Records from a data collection
· · ·

//! Validation skip flags.
//!
//! A bitmask of checks to bypass. Replay of the local block log and blocks
//! at or below the last checkpoint run with most checks off; blocks from the
//! network run with none.

use std::fmt;
use std::ops::{BitOr, BitOrAssign};

#[derive(Clone, Copy, PartialEq, Eq, Hash, Default)]
pub struct SkipFlags(u32);

impl SkipFlags {
    pub const NOTHING: SkipFlags = SkipFlags(0);
    pub const WITNESS_SIGNATURE: SkipFlags = SkipFlags(1 << 0);
    pub const TRANSACTION_SIGNATURES: SkipFlags = SkipFlags(1 << 1);
    pub const TRANSACTION_DUPE_CHECK: SkipFlags = SkipFlags(1 << 2);
    pub const FORK_DB: SkipFlags = SkipFlags(1 << 3);
    pub const BLOCK_SIZE_CHECK: SkipFlags = SkipFlags(1 << 4);
    pub const TAPOS_CHECK: SkipFlags = SkipFlags(1 << 5);
    pub const AUTHORITY_CHECK: SkipFlags = SkipFlags(1 << 6);
    pub const MERKLE_CHECK: SkipFlags = SkipFlags(1 << 7);
    pub const UNDO_HISTORY_CHECK: SkipFlags = SkipFlags(1 << 8);
    pub const WITNESS_SCHEDULE_CHECK: SkipFlags = SkipFlags(1 << 9);
    pub const VALIDATE: SkipFlags = SkipFlags(1 << 10);
    pub const VALIDATE_INVARIANTS: SkipFlags = SkipFlags(1 << 11);
    pub const UNDO_BLOCK: SkipFlags = SkipFlags(1 << 12);
    pub const BLOCK_LOG: SkipFlags = SkipFlags(1 << 13);

    /// Checks skipped for blocks at or below the last checkpoint. The merkle
    /// root is still verified.
    pub const CHECKPOINTED: SkipFlags = SkipFlags(
        Self::WITNESS_SIGNATURE.0
            | Self::TRANSACTION_SIGNATURES.0
            | Self::TRANSACTION_DUPE_CHECK.0
            | Self::BLOCK_SIZE_CHECK.0
            | Self::TAPOS_CHECK.0
            | Self::AUTHORITY_CHECK.0
            | Self::UNDO_HISTORY_CHECK.0
            | Self::WITNESS_SCHEDULE_CHECK.0
            | Self::VALIDATE.0
            | Self::VALIDATE_INVARIANTS.0,
    );

    /// Checks skipped when replaying the local block log.
    pub const REINDEX: SkipFlags = SkipFlags(
        Self::WITNESS_SIGNATURE.0
            | Self::TRANSACTION_SIGNATURES.0
            | Self::TRANSACTION_DUPE_CHECK.0
            | Self::TAPOS_CHECK.0
            | Self::MERKLE_CHECK.0
            | Self::WITNESS_SCHEDULE_CHECK.0
            | Self::AUTHORITY_CHECK.0
            | Self::VALIDATE.0
            | Self::VALIDATE_INVARIANTS.0
            | Self::BLOCK_LOG.0,
    );

    pub const fn bits(&self) -> u32 {
        self.0
    }

    pub const fn from_bits(bits: u32) -> Self {
        SkipFlags(bits)
    }

    /// True when every flag in `other` is set.
    pub const fn contains(&self, other: SkipFlags) -> bool {
        self.0 & other.0 == other.0
    }

    pub const fn union(self, other: SkipFlags) -> Self {
        SkipFlags(self.0 | other.0)
    }

    pub const fn without(self, other: SkipFlags) -> Self {
        SkipFlags(self.0 & !other.0)
    }

    pub const fn is_empty(&self) -> bool {
        self.0 == 0
    }
}

impl BitOr for SkipFlags {
    type Output = SkipFlags;

    fn bitor(self, rhs: SkipFlags) -> SkipFlags {
        self.union(rhs)
    }
}

impl BitOrAssign for SkipFlags {
    fn bitor_assign(&mut self, rhs: SkipFlags) {
        self.0 |= rhs.0;
    }
}

impl fmt::Debug for SkipFlags {
    fn fmt(&self, f: &mut fmt::Formatter<'_>) -> fmt::Result {
        write!(f, "SkipFlags({:#06x})", self.0)
    }
}

#[cfg(test)]
mod tests {
    use super::*;

    #[test]
    fn test_checkpointed_still_checks_merkle() {
        assert!(!SkipFlags::CHECKPOINTED.contains(SkipFlags::MERKLE_CHECK));
        assert!(SkipFlags::CHECKPOINTED.contains(SkipFlags::WITNESS_SIGNATURE | SkipFlags::TAPOS_CHECK));
        assert!(SkipFlags::REINDEX.contains(SkipFlags::MERKLE_CHECK));
    }

    #[test]
    fn test_without_clears_only_given_bits() {
        let flags = SkipFlags::FORK_DB | SkipFlags::VALIDATE;
        let cleared = flags.without(SkipFlags::FORK_DB);
        assert!(!cleared.contains(SkipFlags::FORK_DB));
        assert!(cleared.contains(SkipFlags::VALIDATE));
        assert!(SkipFlags::NOTHING.is_empty());
    }
}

· · ·

● REQUIRED ACTION: Repeat each line above exactly as it stands.

● TASK ANSWER:
//! Validation skip flags.
//!
//! A bitmask of checks to bypass. Replay of the local block log and blocks
//! at or below the last checkpoint run with most checks off; blocks from the
//! network run with none.

use std::fmt;
use std::ops::{BitOr, BitOrAssign};

#[derive(Clone, Copy, PartialEq, Eq, Hash, Default)]
pub struct SkipFlags(u32);

impl SkipFlags {
    pub const NOTHING: SkipFlags = SkipFlags(0);
    pub const WITNESS_SIGNATURE: SkipFlags = SkipFlags(1 << 0);
    pub const TRANSACTION_SIGNATURES: SkipFlags = SkipFlags(1 << 1);
    pub const TRANSACTION_DUPE_CHECK: SkipFlags = SkipFlags(1 << 2);
    pub const FORK_DB: SkipFlags = SkipFlags(1 << 3);
    pub const BLOCK_SIZE_CHECK: SkipFlags = SkipFlags(1 << 4);
    pub const TAPOS_CHECK: SkipFlags = SkipFlags(1 << 5);
    pub const AUTHORITY_CHECK: SkipFlags = SkipFlags(1 << 6);
    pub const MERKLE_CHECK: SkipFlags = SkipFlags(1 << 7);
    pub const UNDO_HISTORY_CHECK: SkipFlags = SkipFlags(1 << 8);
    pub const WITNESS_SCHEDULE_CHECK: SkipFlags = SkipFlags(1 << 9);
    pub const VALIDATE: SkipFlags = SkipFlags(1 << 10);
    pub const VALIDATE_INVARIANTS: SkipFlags = SkipFlags(1 << 11);
    pub const UNDO_BLOCK: SkipFlags = SkipFlags(1 << 12);
    pub const BLOCK_LOG: SkipFlags = SkipFlags(1 << 13);

    /// Checks skipped for blocks at or below the last checkpoint. The merkle
    /// root is still verified.
    pub const CHECKPOINTED: SkipFlags = SkipFlags(
        Self::WITNESS_SIGNATURE.0
            | Self::TRANSACTION_SIGNATURES.0
            | Self::TRANSACTION_DUPE_CHECK.0
            | Self::BLOCK_SIZE_CHECK.0
            | Self::TAPOS_CHECK.0
            | Self::AUTHORITY_CHECK.0
            | Self::UNDO_HISTORY_CHECK.0
            | Self::WITNESS_SCHEDULE_CHECK.0
            | Self::VALIDATE.0
            | Self::VALIDATE_INVARIANTS.0,
    );

    /// Checks skipped when replaying the local block log.
    pub const REINDEX: SkipFlags = SkipFlags(
        Self::WITNESS_SIGNATURE.0
            | Self::TRANSACTION_SIGNATURES.0
            | Self::TRANSACTION_DUPE_CHECK.0
            | Self::TAPOS_CHECK.0
            | Self::MERKLE_CHECK.0
            | Self::WITNESS_SCHEDULE_CHECK.0
            | Self::AUTHORITY_CHECK.0
            | Self::VALIDATE.0
            | Self::VALIDATE_INVARIANTS.0
            | Self::BLOCK_LOG.0,
    );

    pub const fn bits(&self) -> u32 {
        self.0
    }

    pub const fn from_bits(bits: u32) -> Self {
        SkipFlags(bits)
    }

    /// True when every flag in `other` is set.
    pub const fn contains(&self, other: SkipFlags) -> bool {
        self.0 & other.0 == other.0
    }

    pub const fn union(self, other: SkipFlags) -> Self {
        SkipFlags(self.0 | other.0)
    }

    pub const fn without(self, other: SkipFlags) -> Self {
        SkipFlags(self.0 & !other.0)
    }

    pub const fn is_empty(&self) -> bool {
        self.0 == 0
    }
}

impl BitOr for SkipFlags {
    type Output = SkipFlags;

    fn bitor(self, rhs: SkipFlags) -> SkipFlags {
        self.union(rhs)
    }
}

impl BitOrAssign for SkipFlags {
    fn bitor_assign(&mut self, rhs: SkipFlags) {
        self.0 |= rhs.0;
    }
}

impl fmt::Debug for SkipFlags {
    fn fmt(&self, f: &mut fmt::Formatter<'_>) -> fmt::Result {
        write!(f, "SkipFlags({:#06x})", self.0)
    }
}

#[cfg(test)]
mod tests {
    use super::*;

    #[test]
    fn test_checkpointed_still_checks_merkle() {
        assert!(!SkipFlags::CHECKPOINTED.contains(SkipFlags::MERKLE_CHECK));
        assert!(SkipFlags::CHECKPOINTED.contains(SkipFlags::WITNESS_SIGNATURE | SkipFlags::TAPOS_CHECK));
        assert!(SkipFlags::REINDEX.contains(SkipFlags::MERKLE_CHECK));
    }

    #[test]
    fn test_without_clears_only_given_bits() {
        let flags = SkipFlags::FORK_DB | SkipFlags::VALIDATE;
        let cleared = flags.without(SkipFlags::FORK_DB);
        assert!(!cleared.contains(SkipFlags::FORK_DB));
        assert!(cleared.contains(SkipFlags::VALIDATE));
        assert!(SkipFlags::NOTHING.is_empty());
    }
}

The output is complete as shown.